• _WORK TASK_
Scan the entries that follow and work out how many lines contain "BatchFn". Give the number and nothing else.

• _GIVEN DATA_
###

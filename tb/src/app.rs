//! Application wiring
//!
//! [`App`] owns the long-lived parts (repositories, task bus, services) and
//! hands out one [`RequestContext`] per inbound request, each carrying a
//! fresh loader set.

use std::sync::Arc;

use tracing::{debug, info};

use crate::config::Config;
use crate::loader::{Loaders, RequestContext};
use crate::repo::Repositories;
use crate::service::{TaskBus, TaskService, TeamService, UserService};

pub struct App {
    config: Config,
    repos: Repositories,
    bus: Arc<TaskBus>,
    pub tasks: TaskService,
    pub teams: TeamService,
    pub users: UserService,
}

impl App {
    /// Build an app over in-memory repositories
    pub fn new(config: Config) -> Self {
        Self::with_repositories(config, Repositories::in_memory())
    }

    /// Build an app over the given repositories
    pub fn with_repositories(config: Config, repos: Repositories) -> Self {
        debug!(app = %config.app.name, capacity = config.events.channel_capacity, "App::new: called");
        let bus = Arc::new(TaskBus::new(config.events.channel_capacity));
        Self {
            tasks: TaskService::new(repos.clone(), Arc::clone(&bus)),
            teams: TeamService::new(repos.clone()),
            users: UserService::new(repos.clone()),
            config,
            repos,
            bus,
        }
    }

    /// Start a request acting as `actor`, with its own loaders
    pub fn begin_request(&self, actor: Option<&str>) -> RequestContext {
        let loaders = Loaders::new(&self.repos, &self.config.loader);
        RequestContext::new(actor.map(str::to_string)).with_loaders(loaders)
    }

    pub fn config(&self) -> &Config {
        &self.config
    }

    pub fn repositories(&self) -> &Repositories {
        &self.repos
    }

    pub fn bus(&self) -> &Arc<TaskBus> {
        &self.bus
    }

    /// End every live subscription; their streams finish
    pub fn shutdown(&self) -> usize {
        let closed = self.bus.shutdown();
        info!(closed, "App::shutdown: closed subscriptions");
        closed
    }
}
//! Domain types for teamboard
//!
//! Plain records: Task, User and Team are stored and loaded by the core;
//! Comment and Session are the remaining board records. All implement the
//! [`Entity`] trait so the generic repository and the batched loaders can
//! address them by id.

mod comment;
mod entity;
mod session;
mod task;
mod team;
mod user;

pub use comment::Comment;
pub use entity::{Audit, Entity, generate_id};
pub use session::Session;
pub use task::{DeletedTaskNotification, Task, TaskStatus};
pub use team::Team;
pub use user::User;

###

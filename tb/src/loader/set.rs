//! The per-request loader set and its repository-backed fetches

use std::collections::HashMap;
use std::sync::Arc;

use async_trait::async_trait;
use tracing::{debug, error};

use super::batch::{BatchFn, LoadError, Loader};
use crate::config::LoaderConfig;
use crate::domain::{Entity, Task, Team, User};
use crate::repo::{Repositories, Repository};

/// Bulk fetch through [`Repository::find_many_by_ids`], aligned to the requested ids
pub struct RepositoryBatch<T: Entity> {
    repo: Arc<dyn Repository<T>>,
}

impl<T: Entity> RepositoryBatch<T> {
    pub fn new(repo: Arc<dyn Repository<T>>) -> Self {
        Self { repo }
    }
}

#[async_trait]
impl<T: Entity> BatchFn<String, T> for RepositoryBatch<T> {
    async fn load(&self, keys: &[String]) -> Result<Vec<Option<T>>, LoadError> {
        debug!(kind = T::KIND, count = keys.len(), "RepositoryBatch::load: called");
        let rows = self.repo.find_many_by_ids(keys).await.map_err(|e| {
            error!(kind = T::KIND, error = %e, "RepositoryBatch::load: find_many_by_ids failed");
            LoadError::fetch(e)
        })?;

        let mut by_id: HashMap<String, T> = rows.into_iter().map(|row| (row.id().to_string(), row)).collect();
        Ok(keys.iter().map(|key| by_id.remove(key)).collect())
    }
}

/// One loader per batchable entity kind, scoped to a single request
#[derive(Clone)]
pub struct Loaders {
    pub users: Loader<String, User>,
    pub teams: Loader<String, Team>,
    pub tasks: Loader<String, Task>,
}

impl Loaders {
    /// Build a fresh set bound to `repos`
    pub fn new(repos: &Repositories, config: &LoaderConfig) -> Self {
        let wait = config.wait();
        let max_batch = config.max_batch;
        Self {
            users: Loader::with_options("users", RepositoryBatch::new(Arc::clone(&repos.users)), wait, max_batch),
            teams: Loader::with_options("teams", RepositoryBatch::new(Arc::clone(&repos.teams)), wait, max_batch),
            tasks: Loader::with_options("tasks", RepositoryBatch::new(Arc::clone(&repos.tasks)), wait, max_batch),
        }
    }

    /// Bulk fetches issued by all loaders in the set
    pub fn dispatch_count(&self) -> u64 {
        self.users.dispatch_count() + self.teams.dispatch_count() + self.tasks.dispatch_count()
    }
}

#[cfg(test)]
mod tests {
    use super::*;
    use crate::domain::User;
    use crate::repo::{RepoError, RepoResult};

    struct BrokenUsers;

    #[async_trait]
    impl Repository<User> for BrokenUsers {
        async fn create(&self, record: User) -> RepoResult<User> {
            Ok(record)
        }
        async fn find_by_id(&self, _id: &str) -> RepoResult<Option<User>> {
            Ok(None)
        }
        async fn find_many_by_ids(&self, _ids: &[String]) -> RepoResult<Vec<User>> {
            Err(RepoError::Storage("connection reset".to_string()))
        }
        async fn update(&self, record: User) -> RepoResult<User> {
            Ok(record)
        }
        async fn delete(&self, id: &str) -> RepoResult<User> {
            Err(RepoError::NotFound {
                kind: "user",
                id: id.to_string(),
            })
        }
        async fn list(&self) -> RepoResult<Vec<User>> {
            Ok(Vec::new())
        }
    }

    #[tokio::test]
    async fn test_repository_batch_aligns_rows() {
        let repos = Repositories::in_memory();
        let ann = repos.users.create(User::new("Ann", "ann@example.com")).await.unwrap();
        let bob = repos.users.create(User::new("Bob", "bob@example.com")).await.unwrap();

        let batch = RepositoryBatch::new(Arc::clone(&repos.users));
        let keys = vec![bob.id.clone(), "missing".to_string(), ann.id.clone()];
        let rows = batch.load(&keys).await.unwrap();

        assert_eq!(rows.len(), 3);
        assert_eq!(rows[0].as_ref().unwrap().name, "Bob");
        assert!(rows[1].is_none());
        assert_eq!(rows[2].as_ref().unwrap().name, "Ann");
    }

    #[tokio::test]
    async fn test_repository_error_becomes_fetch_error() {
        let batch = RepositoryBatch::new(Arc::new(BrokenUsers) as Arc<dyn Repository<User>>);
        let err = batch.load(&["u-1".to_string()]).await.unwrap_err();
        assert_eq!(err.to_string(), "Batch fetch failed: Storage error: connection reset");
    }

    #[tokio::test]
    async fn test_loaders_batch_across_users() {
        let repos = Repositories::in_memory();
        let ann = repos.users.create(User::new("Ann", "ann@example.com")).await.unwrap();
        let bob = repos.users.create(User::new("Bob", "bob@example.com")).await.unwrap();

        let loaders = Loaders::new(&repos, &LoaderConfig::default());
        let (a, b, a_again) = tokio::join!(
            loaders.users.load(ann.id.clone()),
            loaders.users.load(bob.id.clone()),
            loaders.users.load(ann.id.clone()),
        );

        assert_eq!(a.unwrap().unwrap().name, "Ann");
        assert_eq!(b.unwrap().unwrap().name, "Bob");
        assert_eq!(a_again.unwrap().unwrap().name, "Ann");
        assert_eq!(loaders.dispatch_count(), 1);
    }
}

###

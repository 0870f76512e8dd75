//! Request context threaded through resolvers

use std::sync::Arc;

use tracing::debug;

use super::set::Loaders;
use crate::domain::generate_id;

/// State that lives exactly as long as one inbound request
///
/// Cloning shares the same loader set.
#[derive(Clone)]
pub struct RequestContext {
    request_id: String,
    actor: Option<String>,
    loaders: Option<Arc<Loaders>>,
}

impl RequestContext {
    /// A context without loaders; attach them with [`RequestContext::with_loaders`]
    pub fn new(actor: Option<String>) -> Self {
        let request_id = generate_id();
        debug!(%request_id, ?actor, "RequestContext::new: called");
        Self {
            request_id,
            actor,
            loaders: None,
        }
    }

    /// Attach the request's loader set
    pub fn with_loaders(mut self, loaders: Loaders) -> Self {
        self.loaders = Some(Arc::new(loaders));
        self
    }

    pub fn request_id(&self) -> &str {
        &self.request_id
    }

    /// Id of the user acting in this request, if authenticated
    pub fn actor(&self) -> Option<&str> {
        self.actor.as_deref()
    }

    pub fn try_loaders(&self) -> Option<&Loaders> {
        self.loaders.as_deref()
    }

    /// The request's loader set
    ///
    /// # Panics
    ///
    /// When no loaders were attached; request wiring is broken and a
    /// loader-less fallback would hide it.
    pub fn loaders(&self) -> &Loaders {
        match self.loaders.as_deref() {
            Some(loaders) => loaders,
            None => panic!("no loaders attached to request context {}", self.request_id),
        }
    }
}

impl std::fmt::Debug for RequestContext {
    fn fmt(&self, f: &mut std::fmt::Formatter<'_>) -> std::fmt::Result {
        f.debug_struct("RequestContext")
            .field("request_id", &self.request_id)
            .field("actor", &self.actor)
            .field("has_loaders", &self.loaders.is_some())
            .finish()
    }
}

###

• _RESPONSE BOX_
2